DATASET RECORDS:
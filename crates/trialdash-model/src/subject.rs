//! Subject-level ("weekly") records: one row per screened subject.

use std::borrow::Cow;

use chrono::NaiveDateTime;
use serde::{Deserialize, Serialize};

use crate::terms::TermKey;

/// A coded cell together with its left-joined display label.
#[derive(Debug, Clone, PartialEq, Eq, Serialize, Deserialize)]
pub struct Coded {
    pub key: TermKey,
    /// `None` when the dictionary has no term for this code.
    pub label: Option<String>,
}

impl Coded {
    pub fn new(key: impl Into<TermKey>, label: Option<&str>) -> Self {
        Self {
            key: key.into(),
            label: label.map(str::to_string),
        }
    }

    pub fn labelled(key: impl Into<TermKey>, label: &str) -> Self {
        Self::new(key, Some(label))
    }

    pub fn code(&self) -> Option<i64> {
        self.key.as_int()
    }

    /// The label when known, the raw code otherwise.
    pub fn display(&self) -> Cow<'_, str> {
        match &self.label {
            Some(label) => Cow::Borrowed(label.as_str()),
            None => Cow::Owned(self.key.to_string()),
        }
    }
}

/// Answer to the screening question "interested in participating?".
#[derive(Debug, Clone, Copy, PartialEq, Eq, PartialOrd, Ord, Hash, Serialize, Deserialize)]
pub enum ParticipationInterest {
    No,
    Maybe,
    Yes,
}

impl ParticipationInterest {
    pub fn from_code(code: i64) -> Option<Self> {
        match code {
            0 => Some(Self::No),
            1 => Some(Self::Maybe),
            2 => Some(Self::Yes),
            _ => None,
        }
    }

    pub const fn label(self) -> &'static str {
        match self {
            Self::No => "No",
            Self::Maybe => "Maybe",
            Self::Yes => "Yes",
        }
    }
}

/// Surgical cohort a subject is screened for.
#[derive(Debug, Clone, Copy, PartialEq, Eq, Serialize, Deserialize)]
pub enum Cohort {
    /// Total knee arthroplasty.
    Knee,
    /// Thoracic surgery.
    Thoracic,
}

impl Cohort {
    pub fn from_code(code: i64) -> Option<Self> {
        match code {
            1 => Some(Self::Knee),
            2 => Some(Self::Thoracic),
            _ => None,
        }
    }
}

/// Screening inclusion/exclusion answers used to decide eligibility.
#[derive(Debug, Clone, Default, PartialEq, Eq, Serialize, Deserialize)]
pub struct EligibilityScreen {
    pub cohort: Option<i64>,
    pub incl_comply: Option<i64>,
    pub incl_age: Option<i64>,
    pub incl_surgery: Option<i64>,
    pub excl_knee_replacement: Option<i64>,
    pub excl_joint_infection: Option<i64>,
    pub excl_no_english: Option<i64>,
    pub mri_compatible: Option<i64>,
    pub excl_other_major_surgery: Option<i64>,
    pub excl_prior_thoracic: Option<i64>,
}

/// Code recorded for "MRI compatible" on the MRI screening question.
pub const MRI_COMPATIBLE_CODE: i64 = 4;

impl EligibilityScreen {
    fn is(value: Option<i64>, expected: i64) -> bool {
        value == Some(expected)
    }

    fn common_criteria(&self) -> bool {
        Self::is(self.incl_comply, 1)
            && Self::is(self.incl_age, 1)
            && Self::is(self.incl_surgery, 1)
            && Self::is(self.excl_no_english, 0)
            && Self::is(self.mri_compatible, MRI_COMPATIBLE_CODE)
    }

    /// Knee cohort rule set.
    pub fn knee_eligible(&self) -> bool {
        self.common_criteria()
            && Self::is(self.excl_knee_replacement, 0)
            && Self::is(self.excl_joint_infection, 0)
    }

    /// Thoracic cohort rule set.
    pub fn thoracic_eligible(&self) -> bool {
        self.common_criteria()
            && Self::is(self.excl_other_major_surgery, 0)
            && Self::is(self.excl_prior_thoracic, 0)
    }

    /// Eligible under the rule set of the subject's cohort.
    ///
    /// Subjects without a cohort code are judged by the knee rules, the only
    /// rule set that existed before cohorts were recorded.
    pub fn is_eligible(&self) -> bool {
        match self.cohort.and_then(Cohort::from_code) {
            Some(Cohort::Knee) | None => self.knee_eligible(),
            Some(Cohort::Thoracic) => self.thoracic_eligible(),
        }
    }
}

/// Which study visits a subject has started.
#[derive(Debug, Clone, Copy, Default, PartialEq, Eq, Serialize, Deserialize)]
pub struct VisitProgress {
    pub baseline: bool,
    pub week_6: bool,
    pub month_3: bool,
    pub month_6: bool,
    pub month_12: bool,
}

/// Demographic answers, as display labels.
///
/// Study-visit answers take precedence; the screening answers fill gaps.
#[derive(Debug, Clone, Default, PartialEq, Serialize, Deserialize)]
pub struct Demographics {
    pub age: Option<f64>,
    pub race: Option<String>,
    pub ethnicity: Option<String>,
    pub sex: Option<String>,
    pub screening_age: Option<f64>,
    pub screening_race: Option<String>,
    pub screening_ethnicity: Option<String>,
    pub screening_sex: Option<String>,
}

impl Demographics {
    pub fn merged_age(&self) -> Option<f64> {
        self.age.or(self.screening_age)
    }

    pub fn merged_race(&self) -> Option<&str> {
        self.race.as_deref().or(self.screening_race.as_deref())
    }

    pub fn merged_ethnicity(&self) -> Option<&str> {
        self.ethnicity
            .as_deref()
            .or(self.screening_ethnicity.as_deref())
    }

    pub fn merged_sex(&self) -> Option<&str> {
        self.sex.as_deref().or(self.screening_sex.as_deref())
    }
}

/// One screened subject.
#[derive(Debug, Clone, Default, PartialEq, Serialize, Deserialize)]
pub struct SubjectRecord {
    pub screening_id: Option<i64>,
    /// Study record id, assigned at consent.
    pub record_id: Option<i64>,
    /// Data-access-group (treating center).
    pub site: Option<Coded>,
    /// Center resolved from the screening id ranges.
    pub screening_site: Option<String>,
    pub participation_interest: Option<Coded>,
    /// Raw `|`-joined decline reason codes.
    pub decline_reasons: Option<String>,
    pub decline_comment: Option<String>,
    pub contact_date: Option<NaiveDateTime>,
    pub consent_datetime: Option<NaiveDateTime>,
    pub consent_obtained: Option<NaiveDateTime>,
    pub termination_date: Option<NaiveDateTime>,
    pub termination_reason: Option<Coded>,
    pub termination_comments: Option<String>,
    pub surgery_date: Option<NaiveDateTime>,
    pub eligibility: EligibilityScreen,
    pub visits: VisitProgress,
    pub demographics: Demographics,
}

impl SubjectRecord {
    pub fn is_consented(&self) -> bool {
        self.consent_obtained.is_some()
    }

    /// Active until an early-termination date is recorded.
    pub fn is_active(&self) -> bool {
        self.termination_date.is_none()
    }

    pub fn is_rescinded(&self) -> bool {
        self.termination_date.is_some()
    }

    /// Treating center label.
    pub fn center(&self) -> Option<Cow<'_, str>> {
        self.site.as_ref().map(Coded::display)
    }

    pub fn participation(&self) -> Option<ParticipationInterest> {
        self.participation_interest
            .as_ref()
            .and_then(Coded::code)
            .and_then(ParticipationInterest::from_code)
    }
}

THE TASK:
Every line above that includes the string "ParticipationInterest" needs to be copied.

EXPECTED OUTPUT:
pub enum ParticipationInterest {
impl ParticipationInterest {
    pub fn participation(&self) -> Option<ParticipationInterest> {
            .and_then(ParticipationInterest::from_code)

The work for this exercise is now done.